By Ping Feng
In Part I, I discussed the Cinemetrics project, a prominent database with film editing statistics. Though it is still largely based on manual collaboration, its decent amount and richness of data have been utilized by many scholars to either conduct further cinematic analysis or theorize their methodologies. For example, Mike Baxter has worked on papers such as Evolution in Hollywood editing patterns? and Cutting patterns in D.W.Griffith’s silent feature films by using descriptive data and R code (Baxter, 2012). More of his theoretical principle and data analysis methodology can be found here .
Another example is Nick Rederfern’s work. He maintains a blog – Research Into Film – where some of his film studies are presented by using quantitative approach theorized by Cinemetrics.
Shot Logger is another open source database assembled the Cinemetrics but at a smaller scale. It provides visual style analysis and a database with editing statistics for 928 instances of 246 films and TV programs and a gallery of 282,157 frames captured (Jeremy Butler, data updated till April 8, 2015). The drawback for this site is that the data, such as Average Short Length, Median Short Length, is mainly presented numerically, not graphically.

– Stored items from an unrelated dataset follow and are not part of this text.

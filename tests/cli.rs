// SPDX-FileCopyrightText: 2026 Sephyi <me@sephy.io>
//
// SPDX-License-Identifier: AGPL-3.0-only OR LicenseRef-Commercial

mod helpers;

use assert_cmd::Command;
use helpers::Project;
use predicates::prelude::*;

/// The binary with a clean environment rooted in `project`: no credentials,
/// no user config, no colors.
fn aegis(project: &Project) -> Command {
    let mut cmd = Command::cargo_bin("aegis").unwrap();
    cmd.current_dir(project.path())
        .env("HOME", project.path())
        .env("XDG_CONFIG_HOME", project.path().join(".config"))
        .env("NO_COLOR", "1")
        .env_remove("RUST_LOG")
        .env_remove("OPENAI_API_KEY")
        .env_remove("ANTHROPIC_API_KEY")
        .env_remove("AEGIS_API_KEY")
        .env_remove("AEGIS_PROVIDER")
        .env_remove("AEGIS_MODEL");
    cmd
}

fn sample_project() -> Project {
    Project::new()
        .file("package.json", r#"{"name": "acme-web", "dependencies": {"express": "^4.19.0"}}"#)
        .file("Dockerfile", "FROM acme-web-base:1.0\nCOPY . /srv/acme-web\n")
        .file(".github/workflows/ci.yml", "name: acme-web ci\non: push\n")
}

#[test]
fn scan_lists_manifests_with_ecosystems() {
    let project = sample_project();
    aegis(&project)
        .args(["scan", "."])
        .assert()
        .success()
        .stdout(predicate::str::contains(
            "package.json (JavaScript/TypeScript (Node.js))",
        ))
        .stdout(predicate::str::contains("Dockerfile"))
        .stdout(predicate::str::contains(".github/workflows"));
}

#[test]
fn scan_of_empty_project_succeeds() {
    let project = Project::new();
    aegis(&project)
        .arg("scan")
        .assert()
        .success()
        .stderr(predicate::str::contains("No known manifests found"));
}

#[test]
fn dry_run_prints_redacted_prompt_without_credentials() {
    let project = sample_project();
    aegis(&project)
        .args(["--dry-run", "."])
        .assert()
        .success()
        .stderr(predicate::str::contains("--- PROMPT ---"))
        .stderr(predicate::str::contains("FROM [REDACTED_PROJECT_NAME]-base:1.0"))
        .stderr(predicate::str::contains("acme-web ci").not());
}

#[test]
fn analysis_without_api_key_fails_with_hint() {
    let project = sample_project();
    aegis(&project)
        .arg(".")
        .assert()
        .failure()
        .stderr(predicate::str::contains("OPENAI_API_KEY"));
}

#[test]
fn missing_project_directory_fails() {
    let project = Project::new();
    aegis(&project)
        .args(["scan", "does-not-exist"])
        .assert()
        .failure();
}

#[test]
fn project_config_file_is_honored() {
    let project = Project::new().file(
        ".aegis.toml",
        "provider = \"anthropic\"\nmodel = \"claude-sonnet-4-20250514\"\n",
    );
    aegis(&project)
        .arg("config")
        .assert()
        .success()
        .stdout(predicate::str::contains("Provider: anthropic"))
        .stdout(predicate::str::contains("Model: claude-sonnet-4-20250514"))
        .stdout(predicate::str::contains("API key: missing"));
}

#[test]
fn environment_overrides_config_file() {
    let project = Project::new().file(".aegis.toml", "model = \"from-file\"\n");
    aegis(&project)
        .env("AEGIS_MODEL", "from-env")
        .arg("config")
        .assert()
        .success()
        .stdout(predicate::str::contains("Model: from-env"));
}

#[test]
fn provider_switch_picks_its_default_model() {
    let project = Project::new();
    aegis(&project)
        .env("AEGIS_PROVIDER", "anthropic")
        .arg("config")
        .assert()
        .success()
        .stdout(predicate::str::contains("Provider: anthropic"))
        .stdout(predicate::str::contains("Model: claude-sonnet-4-20250514"));
}

#[test]
fn show_prompt_prints_payload_before_failing_on_missing_key() {
    let project = sample_project();
    aegis(&project)
        .args(["--show-prompt", "."])
        .assert()
        .failure()
        .stderr(predicate::str::contains("--- PROMPT ---"))
        .stderr(predicate::str::contains("OPENAI_API_KEY"));
}

#[test]
fn dotenv_file_supplies_api_key() {
    let project = Project::new().file(".env", "OPENAI_API_KEY=sk-from-dotenv\n");
    aegis(&project)
        .arg("config")
        .assert()
        .success()
        .stdout(predicate::str::contains("API key: configured"));
}

#[test]
fn completions_are_generated() {
    let project = Project::new();
    aegis(&project)
        .args(["completions", "bash"])
        .assert()
        .success()
        .stdout(predicate::str::contains("aegis"));
}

However, in addition to the sheer volume of the digital video available in competing users’ attention, the unique nature of digital video with both temporal and spatial elements also requires a more automatic way to collect, retrieve, and analyze the data. For instance, in order to collect the number of cuts or the appearance of certain face in a one-hour long video for analysis manually, it will be both time-consuming and expensive to transit and stream the giant size of video for at least one hour or so. Therefore, the need for efficient analyzing and retrieving video images has called for an automatic way of metadata extraction and indexing.
One project, completed by undergraduate Fredric Brodbeck, is also called “Cinemetrics”, but with a different concept. He developed an precise tool to “automatically” extract, process, and visualize movie data. A video demo of his project can be found here, and his code is available here.
Some organizations have already developed tools or algorithms to automatically extract, analyze, and visualize the metadata of digital video editing statistics or visual images. For example,
- Lignes de Temps features video-flow annotation and cut-detection tool, but it is all in French, thus less popular
- Edit 2000 is an excellent tool and platform to upload edited video files and obtain editing decision lists automatically with both numeric summary and visual display.
- Software Studies Initiative is a software-based platform focusing on cultural analytics and discovering cultural patterns by analyzing the big data of digital video and visual images. Though it has been more focused on visual image analysis, some of the prominent projects include: Visualize Instagram: Selfies, Cities and Protests, On Broadway-a New Interactive Urban Data Visualization from Selfiecity, Political Video Ads, Cinema Histories-Patterns across 1100 Feature Film, 1900-2008.
Further, there are other exciting projects that work to extract content related metadata automatically:
- Open Video Digital Library by Marchionini and Geisler (2002), University of North Carolina at Chapel Hill. In this system, key frames were first extracted using MERIT software (University of Maryland).
- Informedia Digital Video Library by Carnegie Mellon University has integrated speech, natural language process technologies to automatically recognize speech in video soundtrack and transcribe it into text information in alignment with linear video segments and index to create “video paragraphs” or “video skimming” for efficient retrieval.
- IBM’s Cue Video summarizes a video and extracts key frames. It acquires spoken documents from video via speech recognition.
- IBM Research TRECVID-2004 Video Retrieval System is content-based automatic retrieval project focusing on four tasks of shot boundary detection, high-level feature detection, story segmentation, and search by using IBM Cue Video the team has previously developed.
- Digital Video Multimedia Group at Columbia has been engaged in multi-media content analysis, data extraction from images, videos with the efforts to build large-scale search engines, machine leaning and recognition system for automatic index and retrieval of the data.
- The Fischlar System at Dublin City University(1999) is an digital library with several hundred hours of video content, operating via TREC Video Retrieval track. It can detect and removes the advertisement from the video shots and analyzes the remaining content by spoken dialogue indexing, speech/music, discrimination, face detection, anchorperson detection, shot clustering, and shot length cue, all of which are implemented based on Support Vector Machine algorithm. Finally, it applies the story-segment program to combine several shots into story segment and save the result in the database.